ABOUT THIS TASK |
Provide the number of lines in the records that hold the string "None", without any other words.

EXERCISE DATA |
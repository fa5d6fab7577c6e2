//! API endpoint implementations.

mod auth;
mod users;

pub use auth::AuthApi;
pub use users::UsersApi;
//! Access token lifecycle: expiry checks and single-flight refresh.
//!
//! The manager guarantees two orderings under concurrent use. First, at most
//! one refresh call is in flight at any instant: the first caller to need a
//! refresh installs a shared future, and every other caller joins it and
//! adopts its outcome. Second, a request that begins while a refresh is in
//! flight waits for it to settle before reading the token, so nothing is
//! ever signed with the pre-refresh credential.

use std::fmt;
use std::sync::Arc;
use std::time::Duration;

use futures::FutureExt;
use futures::future::{BoxFuture, Shared};
use parking_lot::Mutex;

use crate::claims;
use crate::error::{AuthError, Result};
use crate::refresh::{RefreshTransport, RefreshedTokens};
use crate::store::TokenStore;

/// Safety margin before expiry that triggers a proactive refresh.
pub const DEFAULT_REFRESH_MARGIN: Duration = Duration::from_secs(60);

/// Session state as seen by the lifecycle manager.
#[derive(Debug, Clone, Copy, PartialEq, Eq)]
pub enum SessionState {
    /// Access token present and outside the refresh margin.
    Fresh,
    /// A refresh call is in flight.
    Refreshing,
    /// No session, or the last refresh failed. Requires re-authentication;
    /// a failed refresh token cannot be revived by retrying the same call.
    Unauthenticated,
}

type SharedRefresh = Shared<BoxFuture<'static, Result<String>>>;

struct Inner {
    store: TokenStore,
    transport: Arc<dyn RefreshTransport>,
    margin: Duration,
    state: Mutex<SessionState>,
    /// The single in-flight refresh. Check-and-install happens under the
    /// lock with no await point in between, which is what makes the
    /// single-flight guarantee hold.
    in_flight: Mutex<Option<SharedRefresh>>,
}

/// Manages the access token lifecycle for one session.
///
/// Cheap to clone; clones share state. The session triple in [`TokenStore`]
/// is mutated only through this type.
#[derive(Clone)]
pub struct TokenLifecycle {
    inner: Arc<Inner>,
}

impl TokenLifecycle {
    pub fn new(store: TokenStore, transport: Arc<dyn RefreshTransport>) -> Self {
        Self::with_margin(store, transport, DEFAULT_REFRESH_MARGIN)
    }

    pub fn with_margin(
        store: TokenStore,
        transport: Arc<dyn RefreshTransport>,
        margin: Duration,
    ) -> Self {
        Self {
            inner: Arc::new(Inner {
                store,
                transport,
                margin,
                state: Mutex::new(SessionState::Fresh),
                in_flight: Mutex::new(None),
            }),
        }
    }

    /// Current session state.
    pub fn state(&self) -> SessionState {
        *self.inner.state.lock()
    }

    /// Install a new session triple after login or registration.
    pub async fn install_session(
        &self,
        access: &str,
        refresh: &str,
        user: Option<&serde_json::Value>,
    ) -> Result<()> {
        self.inner.store.set_session(access, refresh, user).await?;
        *self.inner.state.lock() = SessionState::Fresh;
        tracing::debug!("session installed");
        Ok(())
    }

    /// Clear the session and mark it unusable (logout, terminal auth
    /// failure). The state transition happens even if the store fails.
    pub async fn invalidate(&self) -> Result<()> {
        let result = self.inner.store.clear().await;
        *self.inner.state.lock() = SessionState::Unauthenticated;
        tracing::debug!("session cleared");
        result
    }

    /// Cached user profile blob stored at login.
    pub async fn cached_user(&self) -> Result<Option<serde_json::Value>> {
        self.inner.store.user().await
    }

    /// True when a session exists locally (an access or refresh token is
    /// stored and the last refresh did not fail terminally).
    pub async fn has_session(&self) -> Result<bool> {
        if self.state() == SessionState::Unauthenticated {
            return Ok(false);
        }
        Ok(self.inner.store.access_token().await?.is_some()
            || self.inner.store.refresh_token().await?.is_some())
    }

    /// Return an access token with more than the safety margin left on it,
    /// refreshing first if necessary.
    pub async fn ensure_fresh(&self) -> Result<String> {
        // join an in-flight refresh before reading the token, so a request
        // that starts mid-refresh never signs with the pre-refresh token
        if let Some(shared) = self.current_in_flight() {
            return self.join(shared).await;
        }

        if self.state() == SessionState::Unauthenticated {
            return Err(AuthError::Unauthenticated);
        }

        match self.inner.store.access_token().await? {
            Some(token) if !claims::expires_within(&token, self.inner.margin) => Ok(token),
            _ => self.refresh().await,
        }
    }

    /// Reactive path: the server answered 401 for a request signed with
    /// `stale`. Skips the expiry check, but if another caller already
    /// rotated the token in the meantime the current one is returned
    /// without a network call.
    pub async fn refresh_after(&self, stale: &str) -> Result<String> {
        if let Some(shared) = self.current_in_flight() {
            return self.join(shared).await;
        }

        if let Some(current) = self.inner.store.access_token().await? {
            if current != stale {
                return Ok(current);
            }
        }

        self.refresh().await
    }

    fn current_in_flight(&self) -> Option<SharedRefresh> {
        self.inner.in_flight.lock().clone()
    }

    /// Single-flight refresh: the first caller installs the shared future,
    /// everyone else joins it.
    async fn refresh(&self) -> Result<String> {
        let shared = {
            let mut slot = self.inner.in_flight.lock();
            match slot.as_ref() {
                Some(existing) => existing.clone(),
                None => {
                    let fut = Self::run_refresh(self.inner.clone()).boxed().shared();
                    *slot = Some(fut.clone());
                    fut
                }
            }
        };
        self.join(shared).await
    }

    async fn join(&self, shared: SharedRefresh) -> Result<String> {
        let result = shared.clone().await;

        // first awaiter back clears the slot; ptr_eq guards against
        // clearing a newer refresh installed after this one settled
        let mut slot = self.inner.in_flight.lock();
        if slot.as_ref().is_some_and(|f| f.ptr_eq(&shared)) {
            *slot = None;
        }
        drop(slot);

        result
    }

    async fn run_refresh(inner: Arc<Inner>) -> Result<String> {
        *inner.state.lock() = SessionState::Refreshing;

        match Self::exchange(&inner).await {
            Ok(token) => {
                *inner.state.lock() = SessionState::Fresh;
                tracing::info!("access token refreshed");
                Ok(token)
            }
            Err(e) => {
                if let Err(clear_err) = inner.store.clear().await {
                    tracing::warn!(
                        "failed to clear session after refresh failure: {}",
                        clear_err
                    );
                }
                *inner.state.lock() = SessionState::Unauthenticated;
                tracing::warn!("token refresh failed: {}", e);
                Err(e)
            }
        }
    }

    async fn exchange(inner: &Inner) -> Result<String> {
        let refresh_token = inner
            .store
            .refresh_token()
            .await?
            .ok_or(AuthError::Unauthenticated)?;

        let RefreshedTokens {
            access_token,
            refresh_token: rotated,
        } = inner.transport.refresh(&refresh_token).await?;

        // the new token must be persisted before any waiter proceeds, or the
        // next request is signed with a revoked credential
        inner.store.set_access_token(&access_token).await?;
        if let Some(rotated) = rotated {
            inner.store.set_refresh_token(&rotated).await?;
        }

        Ok(access_token)
    }
}

impl fmt::Debug for TokenLifecycle {
    fn fmt(&self, f: &mut fmt::Formatter<'_>) -> fmt::Result {
        f.debug_struct("TokenLifecycle")
            .field("state", &self.state())
            .field("margin", &self.inner.margin)
            .finish_non_exhaustive()
    }
}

REPLY |
3